6. Be willing to apologize. Parents need to be able to apologize to their children if what they said was not what they meant. Calmly explain what you really wanted to say. By doing this you’re being a good role model. You’re showing how important it is to apologize after hurting someone. You’re teaching that it’s possible to work through problems with respect for the other person.

7. Give children choices and respect their wishes. When children have a chance to make choices, they learn how to solve problems. If you make all their choices for them, they’ll never learn this key skill. Giving children ways to express preferences and make decisions shows that their ideas and feelings matter.

8. Ask questions that help children solve problems on their own. When parents hear their child has a problem, it’s tempting to step in and take over. But this can harm a child’s ability to find solutions on his or her own. A helpful approach is to ask good questions. Examples include, “What do you think you can do in this situation?’ and “If you choose a particular solution, what will be the consequences of that choice?”

9. Read books and stories together. Reading stories aloud is a way to share something enjoyable and learn together about other people. For example, stories can be a way to explore how people deal with common issues like making or losing friends or handling conflicts. Ask your child’s teacher or a librarian to recommend stories on themes that interest you and your children.

10. Encourage sharing and helping. There are many ways to do this. Together you and your child can prepare food for a homeless shelter or go on a fund-raising walk-a-thon. You can help our elderly neighbors or need families. These teaches children that what they do can make a difference in the lives of others.

Books for Parents

All Kids Are Our Kids: What Communities Must Do to Raise Caring and Responsible Children and Adolescents, by Peter L. Benson. (Jossey-Bass, 1997) The author focuses on how to build developmental assets in young people based on support, empowerment, boundaries, constructive use of time, commitment to learning, positive values, social competencies, and positive identity.

Emotional Intelligence: Why it Can Matter More than IQ, by Daniel Goleman. (Bantam, 1994) This best-seller raised public awareness about the importance of emotions in healthy human development.

Emotionally Intelligent Parenting: How to Raise a Self-Disciplined, Responsible, Socially Skilled Child, by Maurice Elias, Steven Tobias, and Brian Friedlander. (Harmony Books, 1999) Parents can learn how to communicate with children on a deeper, more gratifying level and help them support their child’s development in relating to others.

The Heart of Parenting: Raising an Emotionally Intelligent Child, by John Gottman. (Simon & Schuster, 1997) The author describes how parents can use an effective five-step process to become “Emotion Coaches” and teach their children how to express and manage emotions throughout their lives.

Raising Emotionally Intelligent Teenagers, by Maurice Elias, Stephen Tobias, and Brian Friedlander. (Random House, 2000) The authors explain creative, caring, and constructive ways to parent adolescents during these crucial years.
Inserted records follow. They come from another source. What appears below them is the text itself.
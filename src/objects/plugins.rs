use bevy::color::Alpha;
use bevy::prelude::*;
use log::{debug, info};
use rand::Rng;

use crate::objects::background::{
    Planet, clear_planets, create_planet, roll_planet, setup_starfield, update_planets,
    update_starfield,
};
use crate::objects::clocks::{Notification, SpeedBoost};
use crate::objects::config::{CAMERA_HEIGHT, GameConfig, TICK_HZ, load_game_config};
use crate::objects::gamestate::{GameState, SectorState};
use crate::objects::gauss::GameRng;
use crate::objects::hud::{setup_hud, sync_hud};
use crate::objects::movables::{
    HarvestStar, HeldKeys, Player, StarFate, ease_toward, roll_star,
};
use crate::objects::scene::{SceneAssets, setup_scene_assets};
use crate::objects::themes::{planets_for_level, theme_index};
use crate::objects::traits::collisions::EventHorizon;

/// rendered radius of a harvest star
const STAR_RADIUS: f32 = 0.2;
const BLACK_HOLE_RADIUS: f32 = 1.5;
const LEVEL_BANNER: &str = "SECTOR CLEARED";

/// MainCamera struct: Component
#[derive(Component)]
pub struct MainCamera;

/// AccretionDisc struct: Component
///
/// The ring around the black hole; its material takes the sector's color.
#[derive(Component)]
pub struct AccretionDisc;

pub struct BlackHoleHarvest;

impl Plugin for BlackHoleHarvest {
    fn build(&self, app: &mut App) {
        app.insert_resource(GameConfig::default());
        app.insert_resource(GameState::new());
        app.init_resource::<SectorState>();
        app.init_resource::<SpeedBoost>();
        app.init_resource::<Notification>();
        app.init_resource::<GameRng>();
        app.insert_resource(Time::<Fixed>::from_hz(TICK_HZ));
        app.add_systems(
            Startup,
            (
                load_game_config,
                setup_scene_assets,
                setup_objects,
                setup_starfield,
                setup_hud,
            )
                .chain(),
        );
        // one fixed tick is one simulation frame; the order below is the frame
        app.add_systems(
            FixedUpdate,
            (
                tick_clocks,
                steer_player,
                follow_camera,
                spawn_harvest_stars,
                update_harvest_stars,
                advance_level,
                refresh_sector,
                update_planets,
            )
                .chain(),
        );
        app.add_systems(Update, (update_starfield, sync_hud));
    }
}

fn setup_objects(
    mut commands: Commands,
    mut meshes: ResMut<Assets<Mesh>>,
    mut materials: ResMut<Assets<StandardMaterial>>,
    assets: Res<SceneAssets>,
) {
    commands.spawn((
        Camera3d::default(),
        Projection::from(PerspectiveProjection {
            fov: 75.0_f32.to_radians(),
            far: 3000.0,
            ..default()
        }),
        Transform::from_xyz(0.0, 0.0, CAMERA_HEIGHT),
        MainCamera,
    ));

    commands.spawn((
        DirectionalLight {
            illuminance: 3000.0,
            ..default()
        },
        Transform::from_xyz(5.0, 5.0, 10.0).looking_at(Vec3::ZERO, Vec3::Y),
    ));

    let core = materials.add(StandardMaterial {
        base_color: Color::BLACK,
        unlit: true,
        ..default()
    });
    let disc = materials.add(StandardMaterial {
        base_color: Color::srgba_u8(0x00, 0xd2, 0xff, 0xb3),
        alpha_mode: AlphaMode::Blend,
        unlit: true,
        ..default()
    });
    let disc_mesh = meshes.add(Torus {
        minor_radius: 0.02,
        major_radius: 2.2,
    });

    commands
        .spawn((Player::default(), Transform::default(), Visibility::default()))
        .with_children(|parent| {
            parent.spawn((
                Mesh3d(assets.sphere.clone()),
                MeshMaterial3d(core),
                Transform::from_scale(Vec3::splat(BLACK_HOLE_RADIUS)),
            ));
            parent.spawn((
                Mesh3d(disc_mesh),
                MeshMaterial3d(disc),
                Transform::from_rotation(Quat::from_rotation_x(std::f32::consts::PI / 2.1)),
                AccretionDisc,
            ));
        });
}

pub fn tick_clocks(
    mut state: ResMut<GameState>,
    mut boost: ResMut<SpeedBoost>,
    mut notification: ResMut<Notification>,
) {
    let now = state.tick();
    if boost.expire(now) {
        info!("speed boost expired at tick {now}");
    }
    notification.expire(now);
}

pub fn steer_player(
    keys: Res<ButtonInput<KeyCode>>,
    config: Res<GameConfig>,
    boost: Res<SpeedBoost>,
    mut players: Query<(&mut Player, &mut Transform)>,
) {
    let Ok((mut player, mut transform)) = players.single_mut() else {
        return;
    };

    player.integrate(
        &mut transform.translation,
        HeldKeys::from_input(&keys),
        boost.acceleration(config.acceleration),
        config.friction,
    );
}

pub fn follow_camera(
    config: Res<GameConfig>,
    players: Query<&Transform, With<Player>>,
    mut cameras: Query<&mut Transform, (With<MainCamera>, Without<Player>)>,
) {
    let (Ok(player), Ok(mut camera)) = (players.single(), cameras.single_mut()) else {
        return;
    };

    let eased = ease_toward(
        camera.translation.truncate(),
        player.translation.truncate(),
        config.camera_ease,
    );
    camera.translation.x = eased.x;
    camera.translation.y = eased.y;
}

pub fn spawn_star(
    commands: &mut Commands,
    assets: &SceneAssets,
    star: HarvestStar,
    position: Vec3,
) {
    let mut entity = commands.spawn((
        Mesh3d(assets.sphere.clone()),
        MeshMaterial3d(assets.star_material(star.kind)),
        Transform::from_translation(position).with_scale(Vec3::splat(STAR_RADIUS)),
        star,
    ));

    if star.kind.has_halo() {
        entity.with_child((
            Mesh3d(assets.sphere.clone()),
            MeshMaterial3d(assets.halo_material(star.kind)),
            Transform::from_scale(Vec3::splat(2.0)),
        ));
    }
}

pub fn spawn_harvest_stars(
    mut commands: Commands,
    state: Res<GameState>,
    config: Res<GameConfig>,
    assets: Res<SceneAssets>,
    mut rng: ResMut<GameRng>,
    players: Query<&Transform, With<Player>>,
) {
    let Ok(player) = players.single() else {
        return;
    };

    if rng.0.random::<f32>() >= state.spawn_chance(&config) {
        return;
    }

    let (star, position) = roll_star(
        &mut rng.0,
        player.translation.truncate(),
        state.level,
        &config,
    );
    debug!("spawned {:?} star at {position:?}", star.kind);
    spawn_star(&mut commands, &assets, star, position);
}

pub fn update_harvest_stars(
    mut commands: Commands,
    mut stars: Query<(Entity, &mut HarvestStar, &mut Transform), Without<Player>>,
    mut players: Query<&mut Transform, With<Player>>,
    mut state: ResMut<GameState>,
    mut boost: ResMut<SpeedBoost>,
    mut notification: ResMut<Notification>,
    config: Res<GameConfig>,
) {
    let Ok(mut player) = players.single_mut() else {
        return;
    };

    for (entity, mut star, mut transform) in &mut stars {
        // the horizon grows as stars are swallowed within the same tick
        let horizon = EventHorizon::for_player(
            &config,
            player.translation.truncate(),
            player.scale.x,
            state.mass,
        );

        match star.pull(&mut transform.translation, &horizon, config.despawn_distance) {
            StarFate::Drifting => {}
            StarFate::Despawned => {
                commands.entity(entity).despawn();
            }
            StarFate::Collected => {
                let profile = star.profile;
                let reached = state.absorb(profile.reward);
                let now = state.frame;

                if profile.boosts {
                    let extended = boost.is_active();
                    boost.trigger(now, config.boost_ticks, config.boost_multiplier);
                    if extended {
                        info!("speed boost extended to tick {}", now + config.boost_ticks);
                    } else {
                        info!("speed boost active until tick {}", now + config.boost_ticks);
                    }
                }
                if let Some(text) = profile.banner {
                    notification.show(text, now, config.pickup_banner_ticks);
                }

                player.scale = Vec3::splat(state.player_scale());
                debug!(
                    "collected {:?} star, mass {:.2}/{:.2}",
                    star.kind, state.mass, state.goal
                );
                commands.entity(entity).despawn();
                // the rest wait for the next tick, pulled toward the reset player
                if reached {
                    info!("goal of level {} reached", state.level);
                    break;
                }
            }
        }
    }
}

pub fn advance_level(
    mut state: ResMut<GameState>,
    config: Res<GameConfig>,
    mut notification: ResMut<Notification>,
    mut players: Query<(&mut Player, &mut Transform)>,
) {
    if !state.goal_reached() {
        return;
    }

    state.advance_level();
    if let Ok((mut player, mut transform)) = players.single_mut() {
        player.velocity = Vec2::ZERO;
        transform.translation = Vec3::ZERO;
        transform.scale = Vec3::ONE;
    }
    notification.show(LEVEL_BANNER, state.frame, config.level_banner_ticks);
    info!("entering level {} with goal {:.2}", state.level, state.goal);
}

/// Rebuilds the planet field and tints the accretion disc whenever the
/// level differs from the one the sector was last built for.
pub fn refresh_sector(
    mut commands: Commands,
    mut sector: ResMut<SectorState>,
    state: Res<GameState>,
    config: Res<GameConfig>,
    assets: Res<SceneAssets>,
    mut rng: ResMut<GameRng>,
    mut materials: ResMut<Assets<StandardMaterial>>,
    planets: Query<Entity, With<Planet>>,
    players: Query<&Transform, With<Player>>,
    discs: Query<&MeshMaterial3d<StandardMaterial>, With<AccretionDisc>>,
) {
    if sector.is_current(state.level) {
        return;
    }

    let index = theme_index(state.level, config.themes.len());
    let Some(theme) = config.themes.get(index) else {
        return;
    };
    let center = players
        .single()
        .map(|player| player.translation.truncate())
        .unwrap_or(Vec2::ZERO);

    clear_planets(&mut commands, &planets);
    let count = planets_for_level(theme, state.level, config.themes.len());
    for _ in 0..count {
        let planet = roll_planet(&mut rng.0, theme, &config, center);
        create_planet(&mut commands, &mut materials, &assets, planet);
    }

    for disc in &discs {
        if let Some(material) = materials.get_mut(&disc.0) {
            material.base_color = theme.bevy_color().with_alpha(0.7);
            material.emissive = theme.bevy_color().to_linear() * 2.0;
        }
    }

    sector.built_for = Some(state.level);
    sector.name = theme.banner();
    info!(
        "sector {} built with {count} planets for level {}",
        sector.name, state.level
    );
}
Raising a Thinking Child: Help Your Young Child To Resolve Everyday Conflicts and Get Along With Others: The “I Can Problem Solve” Program, by Myrna Shure. (Pocket Books, 1996) This book provides a step-by-step guide for teaching young children how to solve problems and resolve daily conflicts constructively.

Raising a Thinking Preteen, by Myrna Shure. (Henry Holt, 2000) In a follow-up to her best-selling book Raising a Thinking Child, Dr. Shure explains a program for resolving conflicts and developing critical thinking skills that can be used with 8-12-year-olds.